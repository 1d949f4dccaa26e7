//! # Code Companion
//!
//! Retrieval-augmented coding answers grounded in your own codebase.
//!
//! Code Companion extracts every function and method from a local source tree
//! with tree-sitter, stores each one (header plus exact code) in a Chroma
//! collection, and, when asked a question, retrieves the closest functions
//! and hands them to a local Ollama model as worked examples.
//!
//! ## Architecture
//!
//! ```text
//! ┌──────────┐   ┌────────────┐   ┌─────────┐   ┌──────────┐
//! │ Scanner  │──▶│ Extractors │──▶│ Encoder │──▶│  Chroma  │
//! │ (walk)   │   │ Go / Rust  │   │ header  │   │ + Ollama │
//! └──────────┘   └────────────┘   └─────────┘   │  embed   │
//!                                               └────┬─────┘
//!                                                    │ search
//!                ┌──────────┐   ┌────────────┐   ┌───▼─────┐
//!                │  Ollama  │◀──│   Prompt   │◀──│ Decoder │
//!                │ generate │   │  builder   │   └─────────┘
//!                └──────────┘   └────────────┘
//! ```
//!
//! The codec, prompt builder, error kinds and store trait live in
//! [`code_companion_core`]; this crate adds everything that does I/O.
//!
//! ## Modules
//!
//! | Module | Purpose |
//! |--------|---------|
//! | [`config`] | TOML configuration parsing |
//! | [`scanner`] | Source tree walk with extension and exclude filters |
//! | [`extract`] | tree-sitter function extraction |
//! | [`index`] | Concurrent indexing pipeline |
//! | [`embedding`] | Ollama embedding provider |
//! | [`chroma`] | Chroma-backed snippet store |
//! | [`llm`] | Ollama text generation |
//! | [`query`] | Retrieval and prompt assembly |

pub mod chroma;
pub mod config;
pub mod embedding;
pub mod extract;
pub mod index;
pub mod llm;
pub mod query;
pub mod scanner;
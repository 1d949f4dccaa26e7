//! Embedding provider used by the vector store client.
//!
//! Chroma stores and compares vectors but does not compute them for HTTP
//! clients, so [`crate::chroma::ChromaStore`] embeds documents and queries
//! through an [`EmbeddingProvider`] before talking to the store.
//!
//! - **[`OllamaProvider`]** — calls a local Ollama instance's `/api/embed`
//!   endpoint.
//!
//! # Retry Strategy
//!
//! - HTTP 429 (rate limited) and 5xx (server error) → retry
//! - HTTP 4xx (client error, not 429) → fail immediately
//! - Network errors → retry
//! - Backoff: 1s, 2s, 4s, 8s, 16s, 32s (capped at 2^5)

use anyhow::{bail, Result};
use async_trait::async_trait;
use std::time::Duration;

use crate::config::EmbeddingConfig;

/// Turns texts into vectors.
#[async_trait]
pub trait EmbeddingProvider: Send + Sync {
    /// Returns the model identifier (e.g. `"nomic-embed-text"`).
    fn model_name(&self) -> &str;

    /// Embed a batch of texts, returning one vector per input in order.
    async fn embed(&self, texts: &[String]) -> Result<Vec<Vec<f32>>>;
}

/// Embed a single text.
pub async fn embed_one(provider: &dyn EmbeddingProvider, text: &str) -> Result<Vec<f32>> {
    provider
        .embed(&[text.to_string()])
        .await?
        .into_iter()
        .next()
        .ok_or_else(|| anyhow::anyhow!("Empty embedding response"))
}

/// Instantiate the provider named in `config.provider`.
pub fn create_provider(config: &EmbeddingConfig) -> Result<Box<dyn EmbeddingProvider>> {
    match config.provider.as_str() {
        "ollama" => Ok(Box::new(OllamaProvider::new(config)?)),
        other => bail!("Unknown embedding provider: {}", other),
    }
}

// ============ Ollama Provider ============

/// Embedding provider using a local Ollama instance.
///
/// Requires Ollama to be running with an embedding model pulled
/// (e.g. `ollama pull nomic-embed-text`).
pub struct OllamaProvider {
    model: String,
    url: String,
    batch_size: usize,
    max_retries: u32,
    client: reqwest::Client,
}

impl OllamaProvider {
    pub fn new(config: &EmbeddingConfig) -> Result<Self> {
        let client = reqwest::Client::builder()
            .timeout(Duration::from_secs(config.timeout_secs))
            .build()?;

        Ok(Self {
            model: config.model.clone(),
            url: config.url.trim_end_matches('/').to_string(),
            batch_size: config.batch_size.max(1),
            max_retries: config.max_retries,
            client,
        })
    }

    async fn embed_batch(&self, texts: &[String]) -> Result<Vec<Vec<f32>>> {
        let body = serde_json::json!({
            "model": self.model,
            "input": texts,
        });

        let mut last_err = None;

        for attempt in 0..=self.max_retries {
            if attempt > 0 {
                let delay = Duration::from_secs(1 << (attempt - 1).min(5));
                tracing::debug!(attempt, ?delay, "retrying Ollama embedding request");
                tokio::time::sleep(delay).await;
            }

            let resp = self
                .client
                .post(format!("{}/api/embed", self.url))
                .json(&body)
                .send()
                .await;

            match resp {
                Ok(response) => {
                    let status = response.status();

                    if status.is_success() {
                        let json: serde_json::Value = response.json().await?;
                        return parse_ollama_response(&json, texts.len());
                    }

                    if status.as_u16() == 429 || status.is_server_error() {
                        let body_text = response.text().await.unwrap_or_default();
                        last_err = Some(anyhow::anyhow!(
                            "Ollama API error {}: {}",
                            status,
                            body_text
                        ));
                        continue;
                    }

                    let body_text = response.text().await.unwrap_or_default();
                    bail!("Ollama API error {}: {}", status, body_text);
                }
                Err(e) => {
                    last_err = Some(anyhow::anyhow!(
                        "Ollama connection error (is Ollama running at {}?): {}",
                        self.url,
                        e
                    ));
                    continue;
                }
            }
        }

        Err(last_err.unwrap_or_else(|| anyhow::anyhow!("Ollama embedding failed after retries")))
    }
}

#[async_trait]
impl EmbeddingProvider for OllamaProvider {
    fn model_name(&self) -> &str {
        &self.model
    }

    async fn embed(&self, texts: &[String]) -> Result<Vec<Vec<f32>>> {
        let mut vectors = Vec::with_capacity(texts.len());
        for batch in texts.chunks(self.batch_size) {
            vectors.extend(self.embed_batch(batch).await?);
        }
        Ok(vectors)
    }
}

fn parse_ollama_response(json: &serde_json::Value, expected: usize) -> Result<Vec<Vec<f32>>> {
    let embeddings = json
        .get("embeddings")
        .and_then(|e| e.as_array())
        .ok_or_else(|| anyhow::anyhow!("Invalid Ollama response: missing embeddings array"))?;

    let mut result = Vec::with_capacity(embeddings.len());

    for embedding in embeddings {
        let vec: Vec<f32> = embedding
            .as_array()
            .ok_or_else(|| anyhow::anyhow!("Invalid Ollama response: embedding is not an array"))?
            .iter()
            .map(|v| v.as_f64().unwrap_or(0.0) as f32)
            .collect();
        result.push(vec);
    }

    if result.len() != expected {
        bail!(
            "Invalid Ollama response: expected {} embeddings, got {}",
            expected,
            result.len()
        );
    }

    Ok(result)
}
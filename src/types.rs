/* This Source Code Form is subject to the terms of the Mozilla Public
 * License, v. 2.0. If a copy of the MPL was not distributed with this
 * file, You can obtain one at https://mozilla.org/MPL/2.0/. */

//! Shared public types used across all layers.

use std::collections::BTreeMap;
use std::fmt;
use std::time::Duration;

use serde::{Deserialize, Serialize};
use url::Url;

/// Extra HTTP headers sent with every navigation a window issues.
pub type Headers = BTreeMap<String, String>;

/// Identifies a browsing window for as long as it lives on the stack.
#[derive(Debug, Clone, Copy, PartialEq, Eq, Hash, PartialOrd, Ord, Serialize, Deserialize)]
pub struct WindowId(pub u64);

/// Identifies a rendering-engine handle.
#[derive(Debug, Clone, Copy, PartialEq, Eq, Hash, PartialOrd, Ord, Serialize, Deserialize)]
pub struct HandleId(pub u64);

/// Identifies the UI node a handle is mounted into.
#[derive(Debug, Clone, Copy, PartialEq, Eq, Hash, PartialOrd, Ord, Serialize, Deserialize)]
pub struct NodeId(pub u64);

impl fmt::Display for WindowId {
    fn fmt(&self, f: &mut fmt::Formatter<'_>) -> fmt::Result {
        write!(f, "window#{}", self.0)
    }
}

impl fmt::Display for HandleId {
    fn fmt(&self, f: &mut fmt::Formatter<'_>) -> fmt::Result {
        write!(f, "handle#{}", self.0)
    }
}

impl fmt::Display for NodeId {
    fn fmt(&self, f: &mut fmt::Formatter<'_>) -> fmt::Result {
        write!(f, "node#{}", self.0)
    }
}

/// Options for configuring a browsing session.
#[derive(Debug, Clone)]
pub struct SessionOptions {
    /// URL the root window navigates to (default: `about:blank`).
    pub initial_url: Url,
    /// Title shown until the active page reports one.
    pub initial_title: Option<String>,
    /// Headers sent with navigations; a `user-agent` entry also overrides
    /// the engine's user agent.
    pub headers: Headers,
    /// Quiet period before the scroll affordance hides (default: 300 ms).
    pub scroll_debounce: Duration,
    /// Enable the engine's remote debugging hooks (default: debug builds only).
    pub remote_debugging: bool,
}

impl Default for SessionOptions {
    fn default() -> Self {
        Self {
            initial_url: Url::parse("about:blank").expect("static URL is valid"),
            initial_title: None,
            headers: Headers::new(),
            scroll_debounce: Duration::from_millis(300),
            remote_debugging: cfg!(debug_assertions),
        }
    }
}

impl SessionOptions {
    /// Options for a session opening `url`.
    pub fn new(initial_url: Url) -> Self {
        Self {
            initial_url,
            ..Self::default()
        }
    }

    /// The user agent override carried in the headers, if any.
    pub fn user_agent(&self) -> Option<&str> {
        self.headers
            .iter()
            .find(|(name, _)| name.eq_ignore_ascii_case("user-agent"))
            .map(|(_, value)| value.as_str())
    }
}

/// What a window shows the next time a handle is attached to it.
#[derive(Debug, Clone, PartialEq)]
pub enum ContentTarget {
    /// Navigate to `url` unless the handle already shows it.
    NavigateTo { url: Url, headers: Headers },
    /// Resume whatever the handle already has loaded.
    NavigatorOnly,
}

/// Loading progress of a window's current page.
#[derive(Debug, Clone, PartialEq, Serialize)]
#[serde(tag = "state", rename_all = "snake_case")]
pub enum LoadingState {
    Initializing,
    Loading { progress: f32 },
    Finished,
    Error { description: String },
}

/// Scroll-direction affordance shown over the page.
#[derive(Debug, Clone, Copy, PartialEq, Eq, Default, Serialize)]
#[serde(rename_all = "snake_case")]
pub enum ScrollAffordance {
    #[default]
    Hidden,
    /// Offer a jump to the bottom of the page.
    ShowDown,
    /// Offer a jump to the top of the page.
    ShowUp,
}

/// Errors that can occur during session operations.
#[derive(Debug)]
pub enum SessionError {
    /// The operation is not valid in the current state (e.g. popping the
    /// last window, attaching to a window that is not active).
    InvalidOperation(String),
    /// The handle was already destroyed.
    ResourceAlreadyDestroyed,
    /// The popup handshake was already resolved.
    HandshakeAlreadyResolved,
    /// A popup was requested without a user gesture.
    PopupRejected,
    /// The engine factory failed to create an instance.
    EngineInitFailed(String),
    /// A navigation could not be started.
    LoadFailed(String),
    /// The active window has no handle attached yet.
    NoHandle,
    /// Internal channel was closed (thread-safe wrapper).
    ChannelClosed,
}

impl fmt::Display for SessionError {
    fn fmt(&self, f: &mut fmt::Formatter<'_>) -> fmt::Result {
        match self {
            SessionError::InvalidOperation(msg) => write!(f, "invalid operation: {msg}"),
            SessionError::ResourceAlreadyDestroyed => write!(f, "engine handle already destroyed"),
            SessionError::HandshakeAlreadyResolved => write!(f, "popup handshake already resolved"),
            SessionError::PopupRejected => write!(f, "popup rejected without user gesture"),
            SessionError::EngineInitFailed(msg) => write!(f, "engine initialization failed: {msg}"),
            SessionError::LoadFailed(msg) => write!(f, "page load failed: {msg}"),
            SessionError::NoHandle => write!(f, "no engine handle attached"),
            SessionError::ChannelClosed => write!(f, "internal channel closed"),
        }
    }
}

impl std::error::Error for SessionError {}
/* This Source Code Form is subject to the terms of the Mozilla Public
 * License, v. 2.0. If a copy of the MPL was not distributed with this
 * file, You can obtain one at https://mozilla.org/MPL/2.0/. */

//! One-shot binding between a script's "open new window" request and the
//! engine instance that ends up serving the popup.

use std::fmt;

use log::debug;

use crate::types::SessionError;

/// Opaque reference an engine hands out so an opener page can reach the
/// popup page it created.
#[derive(Debug, Clone, Copy, PartialEq, Eq, Hash)]
pub struct TransportRef(pub u64);

/// The native creation token attached to a create-window request.
///
/// Delivering consumes the token, so a token can reach its opener at most
/// once.
pub trait PopupDelivery {
    fn deliver(self: Box<Self>, transport: TransportRef);
}

impl<F: FnOnce(TransportRef)> PopupDelivery for F {
    fn deliver(self: Box<Self>, transport: TransportRef) {
        (*self)(transport)
    }
}

/// Pending popup request waiting for its window's first handle.
pub struct PopupHandshake {
    token: Option<Box<dyn PopupDelivery>>,
}

impl PopupHandshake {
    pub fn new(token: Box<dyn PopupDelivery>) -> Self {
        Self { token: Some(token) }
    }

    pub fn is_resolved(&self) -> bool {
        self.token.is_none()
    }

    /// Deliver `transport` to the opener. Fails on every call after the first.
    pub fn resolve(&mut self, transport: TransportRef) -> Result<(), SessionError> {
        let token = self
            .token
            .take()
            .ok_or(SessionError::HandshakeAlreadyResolved)?;
        token.deliver(transport);
        Ok(())
    }
}

impl fmt::Debug for PopupHandshake {
    fn fmt(&self, f: &mut fmt::Formatter<'_>) -> fmt::Result {
        f.debug_struct("PopupHandshake")
            .field("resolved", &self.is_resolved())
            .finish()
    }
}

impl Drop for PopupHandshake {
    fn drop(&mut self) {
        if self.token.is_some() {
            // The opener keeps an unresolved popup reference; nothing to report.
            debug!("discarding unresolved popup handshake");
        }
    }
}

Assignment: From the data, collect all lines where the string "EngineInitFailed" appears.

Expected answer:
    EngineInitFailed(String),
            SessionError::EngineInitFailed(msg) => write!(f, "engine initialization failed: {msg}"),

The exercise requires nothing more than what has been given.